§ **What this task involves**
Work out how many lines of the entries have the word "HEADER" in them. Respond with that number only.

Stored data entries

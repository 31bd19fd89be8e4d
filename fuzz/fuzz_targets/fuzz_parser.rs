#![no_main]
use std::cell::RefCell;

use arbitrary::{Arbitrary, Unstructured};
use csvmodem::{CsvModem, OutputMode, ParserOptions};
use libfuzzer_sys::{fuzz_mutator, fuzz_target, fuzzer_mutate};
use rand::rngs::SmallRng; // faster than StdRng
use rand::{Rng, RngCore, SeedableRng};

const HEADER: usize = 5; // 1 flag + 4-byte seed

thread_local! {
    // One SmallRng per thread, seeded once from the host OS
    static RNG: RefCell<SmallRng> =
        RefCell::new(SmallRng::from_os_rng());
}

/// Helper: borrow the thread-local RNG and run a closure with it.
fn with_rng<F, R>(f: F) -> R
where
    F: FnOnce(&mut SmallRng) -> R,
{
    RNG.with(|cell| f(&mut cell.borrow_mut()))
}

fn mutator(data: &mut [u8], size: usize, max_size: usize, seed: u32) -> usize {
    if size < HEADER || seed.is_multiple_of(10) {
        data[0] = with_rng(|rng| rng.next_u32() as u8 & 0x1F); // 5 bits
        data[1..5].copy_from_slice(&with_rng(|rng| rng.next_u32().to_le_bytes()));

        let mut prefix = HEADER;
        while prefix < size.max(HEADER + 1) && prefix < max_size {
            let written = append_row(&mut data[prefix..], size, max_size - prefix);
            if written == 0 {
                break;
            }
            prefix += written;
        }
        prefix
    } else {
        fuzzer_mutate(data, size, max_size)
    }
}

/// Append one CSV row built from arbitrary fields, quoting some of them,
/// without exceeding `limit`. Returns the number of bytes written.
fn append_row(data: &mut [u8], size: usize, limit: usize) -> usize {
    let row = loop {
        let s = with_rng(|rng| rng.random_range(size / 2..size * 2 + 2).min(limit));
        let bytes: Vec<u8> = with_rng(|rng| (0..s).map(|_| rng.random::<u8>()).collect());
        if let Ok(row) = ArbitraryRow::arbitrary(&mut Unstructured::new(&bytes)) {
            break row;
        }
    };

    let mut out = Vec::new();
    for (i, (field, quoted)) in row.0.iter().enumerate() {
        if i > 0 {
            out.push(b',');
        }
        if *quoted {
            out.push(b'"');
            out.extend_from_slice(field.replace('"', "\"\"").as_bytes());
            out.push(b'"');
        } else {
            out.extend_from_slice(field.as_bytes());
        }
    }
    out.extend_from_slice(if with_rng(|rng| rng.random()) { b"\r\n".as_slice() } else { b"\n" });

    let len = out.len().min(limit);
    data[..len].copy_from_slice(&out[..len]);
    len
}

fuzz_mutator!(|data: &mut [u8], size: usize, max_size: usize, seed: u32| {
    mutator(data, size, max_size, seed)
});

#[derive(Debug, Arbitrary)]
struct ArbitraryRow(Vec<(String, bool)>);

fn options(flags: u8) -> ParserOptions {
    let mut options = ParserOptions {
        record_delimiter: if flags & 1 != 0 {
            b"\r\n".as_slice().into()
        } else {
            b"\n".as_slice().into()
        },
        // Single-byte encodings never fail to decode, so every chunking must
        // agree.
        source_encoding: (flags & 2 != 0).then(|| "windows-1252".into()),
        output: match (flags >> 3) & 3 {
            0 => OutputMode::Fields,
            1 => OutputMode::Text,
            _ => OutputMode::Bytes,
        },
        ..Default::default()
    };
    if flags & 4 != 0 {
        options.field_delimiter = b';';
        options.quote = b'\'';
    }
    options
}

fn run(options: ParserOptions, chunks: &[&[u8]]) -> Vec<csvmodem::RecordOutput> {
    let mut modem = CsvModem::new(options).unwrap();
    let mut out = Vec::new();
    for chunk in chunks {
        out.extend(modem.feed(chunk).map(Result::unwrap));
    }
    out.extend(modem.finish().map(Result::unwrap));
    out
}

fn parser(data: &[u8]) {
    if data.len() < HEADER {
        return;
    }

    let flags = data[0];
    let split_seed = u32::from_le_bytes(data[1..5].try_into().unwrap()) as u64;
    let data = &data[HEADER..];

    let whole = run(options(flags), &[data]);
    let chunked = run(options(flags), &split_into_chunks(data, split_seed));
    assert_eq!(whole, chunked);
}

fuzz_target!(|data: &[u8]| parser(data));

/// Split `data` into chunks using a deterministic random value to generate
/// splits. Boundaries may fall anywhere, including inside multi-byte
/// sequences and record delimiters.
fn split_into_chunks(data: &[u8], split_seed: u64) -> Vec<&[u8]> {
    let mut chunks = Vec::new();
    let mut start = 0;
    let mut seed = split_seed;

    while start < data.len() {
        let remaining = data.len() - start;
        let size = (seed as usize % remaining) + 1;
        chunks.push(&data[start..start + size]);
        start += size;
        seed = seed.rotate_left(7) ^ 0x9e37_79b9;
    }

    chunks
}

==

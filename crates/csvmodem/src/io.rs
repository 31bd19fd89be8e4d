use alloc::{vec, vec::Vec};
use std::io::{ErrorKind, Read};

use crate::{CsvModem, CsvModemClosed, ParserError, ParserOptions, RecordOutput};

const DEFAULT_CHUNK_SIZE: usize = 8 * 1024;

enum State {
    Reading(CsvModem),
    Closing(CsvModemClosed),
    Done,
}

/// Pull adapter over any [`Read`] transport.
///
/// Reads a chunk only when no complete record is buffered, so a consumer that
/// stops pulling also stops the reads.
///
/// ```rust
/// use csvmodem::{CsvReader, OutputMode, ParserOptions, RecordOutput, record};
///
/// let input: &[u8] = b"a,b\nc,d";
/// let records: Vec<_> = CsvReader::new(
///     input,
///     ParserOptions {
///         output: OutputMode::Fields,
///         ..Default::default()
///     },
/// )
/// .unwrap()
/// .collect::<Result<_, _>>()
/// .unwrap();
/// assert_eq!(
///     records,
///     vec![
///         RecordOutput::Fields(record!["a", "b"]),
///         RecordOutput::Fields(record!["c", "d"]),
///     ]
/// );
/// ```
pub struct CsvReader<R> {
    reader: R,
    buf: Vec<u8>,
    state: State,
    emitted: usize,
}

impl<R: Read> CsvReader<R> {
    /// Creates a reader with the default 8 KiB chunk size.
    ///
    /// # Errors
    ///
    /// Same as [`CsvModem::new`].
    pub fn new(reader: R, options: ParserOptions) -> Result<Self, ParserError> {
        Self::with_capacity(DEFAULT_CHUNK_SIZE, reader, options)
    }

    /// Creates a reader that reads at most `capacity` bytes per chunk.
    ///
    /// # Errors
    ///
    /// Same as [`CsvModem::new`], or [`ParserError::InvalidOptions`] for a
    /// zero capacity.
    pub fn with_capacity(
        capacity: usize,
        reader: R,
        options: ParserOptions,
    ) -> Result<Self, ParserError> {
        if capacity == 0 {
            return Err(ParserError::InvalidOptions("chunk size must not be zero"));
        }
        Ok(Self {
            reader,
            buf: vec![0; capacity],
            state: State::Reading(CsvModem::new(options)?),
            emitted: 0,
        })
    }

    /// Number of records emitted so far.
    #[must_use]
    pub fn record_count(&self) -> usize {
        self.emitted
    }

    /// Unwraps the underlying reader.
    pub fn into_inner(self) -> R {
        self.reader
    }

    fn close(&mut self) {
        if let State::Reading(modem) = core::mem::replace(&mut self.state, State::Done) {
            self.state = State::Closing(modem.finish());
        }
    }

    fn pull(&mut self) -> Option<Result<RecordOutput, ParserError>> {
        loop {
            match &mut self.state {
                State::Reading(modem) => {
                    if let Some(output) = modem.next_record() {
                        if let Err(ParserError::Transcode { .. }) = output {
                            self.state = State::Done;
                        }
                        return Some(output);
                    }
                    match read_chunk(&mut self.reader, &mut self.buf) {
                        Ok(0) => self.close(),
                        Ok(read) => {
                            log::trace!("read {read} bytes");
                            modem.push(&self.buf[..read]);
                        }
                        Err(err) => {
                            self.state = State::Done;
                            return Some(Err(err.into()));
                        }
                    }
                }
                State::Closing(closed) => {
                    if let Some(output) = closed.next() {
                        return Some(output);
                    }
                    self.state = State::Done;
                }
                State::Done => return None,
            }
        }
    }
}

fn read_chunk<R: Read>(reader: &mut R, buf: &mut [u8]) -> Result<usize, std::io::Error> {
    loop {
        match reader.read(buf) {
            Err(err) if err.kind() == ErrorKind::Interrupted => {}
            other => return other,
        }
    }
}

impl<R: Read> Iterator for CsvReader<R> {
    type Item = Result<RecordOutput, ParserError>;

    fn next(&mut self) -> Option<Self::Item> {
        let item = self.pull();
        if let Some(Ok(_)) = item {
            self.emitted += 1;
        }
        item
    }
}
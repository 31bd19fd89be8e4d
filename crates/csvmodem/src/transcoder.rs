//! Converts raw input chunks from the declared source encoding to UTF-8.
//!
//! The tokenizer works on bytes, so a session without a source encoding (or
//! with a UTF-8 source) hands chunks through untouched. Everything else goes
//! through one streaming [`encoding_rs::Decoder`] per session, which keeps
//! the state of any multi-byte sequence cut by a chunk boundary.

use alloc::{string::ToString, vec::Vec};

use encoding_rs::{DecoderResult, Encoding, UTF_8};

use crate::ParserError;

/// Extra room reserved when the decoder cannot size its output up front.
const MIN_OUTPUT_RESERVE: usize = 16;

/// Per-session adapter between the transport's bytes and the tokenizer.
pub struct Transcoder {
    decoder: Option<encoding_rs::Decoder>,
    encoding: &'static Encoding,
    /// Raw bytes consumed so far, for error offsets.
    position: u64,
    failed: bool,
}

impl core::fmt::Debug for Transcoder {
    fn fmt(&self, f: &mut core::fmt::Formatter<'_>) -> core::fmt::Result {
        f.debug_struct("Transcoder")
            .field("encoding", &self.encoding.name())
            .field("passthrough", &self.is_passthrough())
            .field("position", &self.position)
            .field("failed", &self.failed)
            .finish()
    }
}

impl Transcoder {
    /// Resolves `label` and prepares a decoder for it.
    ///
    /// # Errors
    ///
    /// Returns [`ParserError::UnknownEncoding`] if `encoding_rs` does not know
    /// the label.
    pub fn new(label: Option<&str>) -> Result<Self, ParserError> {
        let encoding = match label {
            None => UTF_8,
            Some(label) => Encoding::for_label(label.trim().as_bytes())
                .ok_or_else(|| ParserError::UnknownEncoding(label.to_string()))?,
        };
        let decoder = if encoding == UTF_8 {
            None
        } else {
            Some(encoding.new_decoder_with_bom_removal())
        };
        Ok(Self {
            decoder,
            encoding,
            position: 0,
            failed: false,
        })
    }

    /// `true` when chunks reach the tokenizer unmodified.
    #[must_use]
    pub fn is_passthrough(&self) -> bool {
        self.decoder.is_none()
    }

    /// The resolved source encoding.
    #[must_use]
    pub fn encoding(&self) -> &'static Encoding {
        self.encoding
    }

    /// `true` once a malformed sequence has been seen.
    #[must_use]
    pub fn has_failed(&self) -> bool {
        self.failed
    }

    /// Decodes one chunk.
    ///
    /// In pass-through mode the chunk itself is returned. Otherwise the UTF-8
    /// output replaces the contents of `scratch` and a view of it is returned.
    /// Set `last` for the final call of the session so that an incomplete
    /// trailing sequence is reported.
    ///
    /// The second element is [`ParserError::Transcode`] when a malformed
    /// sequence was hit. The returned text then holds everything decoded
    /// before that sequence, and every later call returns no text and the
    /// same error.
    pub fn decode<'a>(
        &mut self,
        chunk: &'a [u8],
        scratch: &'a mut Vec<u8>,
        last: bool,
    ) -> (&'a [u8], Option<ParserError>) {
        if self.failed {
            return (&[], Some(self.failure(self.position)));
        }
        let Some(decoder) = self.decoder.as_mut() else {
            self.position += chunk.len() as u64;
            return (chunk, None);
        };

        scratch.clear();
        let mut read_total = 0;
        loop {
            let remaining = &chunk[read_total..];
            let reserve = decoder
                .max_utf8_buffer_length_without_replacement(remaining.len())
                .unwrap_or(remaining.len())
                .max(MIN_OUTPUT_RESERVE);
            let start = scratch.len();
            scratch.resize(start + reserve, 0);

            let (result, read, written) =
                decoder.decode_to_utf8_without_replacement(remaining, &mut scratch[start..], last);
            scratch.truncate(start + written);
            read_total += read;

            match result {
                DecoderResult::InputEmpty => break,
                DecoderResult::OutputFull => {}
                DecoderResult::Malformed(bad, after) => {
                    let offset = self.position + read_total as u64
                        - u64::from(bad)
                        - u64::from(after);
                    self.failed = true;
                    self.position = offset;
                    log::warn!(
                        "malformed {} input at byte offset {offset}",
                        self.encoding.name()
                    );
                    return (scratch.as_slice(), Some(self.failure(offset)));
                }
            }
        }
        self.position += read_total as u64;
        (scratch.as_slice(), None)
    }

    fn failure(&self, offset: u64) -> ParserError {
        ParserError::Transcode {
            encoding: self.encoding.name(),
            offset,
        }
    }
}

---

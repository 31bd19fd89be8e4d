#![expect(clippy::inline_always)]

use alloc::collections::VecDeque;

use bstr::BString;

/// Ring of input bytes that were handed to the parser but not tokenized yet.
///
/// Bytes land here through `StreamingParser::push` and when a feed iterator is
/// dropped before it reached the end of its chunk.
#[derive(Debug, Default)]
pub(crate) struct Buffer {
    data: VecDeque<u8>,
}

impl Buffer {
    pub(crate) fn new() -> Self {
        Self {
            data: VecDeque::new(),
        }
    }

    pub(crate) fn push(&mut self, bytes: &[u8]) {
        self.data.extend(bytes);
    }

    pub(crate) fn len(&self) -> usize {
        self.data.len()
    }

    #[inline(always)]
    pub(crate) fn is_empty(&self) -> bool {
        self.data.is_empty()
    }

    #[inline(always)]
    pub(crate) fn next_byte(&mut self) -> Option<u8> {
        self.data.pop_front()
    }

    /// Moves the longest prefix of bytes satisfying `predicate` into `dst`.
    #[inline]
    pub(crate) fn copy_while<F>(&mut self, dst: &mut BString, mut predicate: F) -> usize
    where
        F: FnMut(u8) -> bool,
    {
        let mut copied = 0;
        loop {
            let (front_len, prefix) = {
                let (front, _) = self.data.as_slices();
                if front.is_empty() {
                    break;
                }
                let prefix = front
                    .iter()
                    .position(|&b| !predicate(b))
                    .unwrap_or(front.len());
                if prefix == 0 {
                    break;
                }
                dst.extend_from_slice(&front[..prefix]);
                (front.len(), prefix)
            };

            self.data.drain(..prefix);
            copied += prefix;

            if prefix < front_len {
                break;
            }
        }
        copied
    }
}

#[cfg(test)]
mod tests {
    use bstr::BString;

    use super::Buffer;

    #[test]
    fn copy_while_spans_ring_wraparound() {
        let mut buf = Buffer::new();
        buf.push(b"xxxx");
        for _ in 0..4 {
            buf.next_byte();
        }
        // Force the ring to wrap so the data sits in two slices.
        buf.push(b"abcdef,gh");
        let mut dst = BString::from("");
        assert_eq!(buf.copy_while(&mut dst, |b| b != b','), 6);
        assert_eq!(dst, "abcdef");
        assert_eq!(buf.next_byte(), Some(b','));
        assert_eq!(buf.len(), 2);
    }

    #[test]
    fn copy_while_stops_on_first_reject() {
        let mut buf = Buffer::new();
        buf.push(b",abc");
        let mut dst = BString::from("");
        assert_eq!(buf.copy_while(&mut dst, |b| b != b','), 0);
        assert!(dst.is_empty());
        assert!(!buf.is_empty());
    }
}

§ **Answer box**
6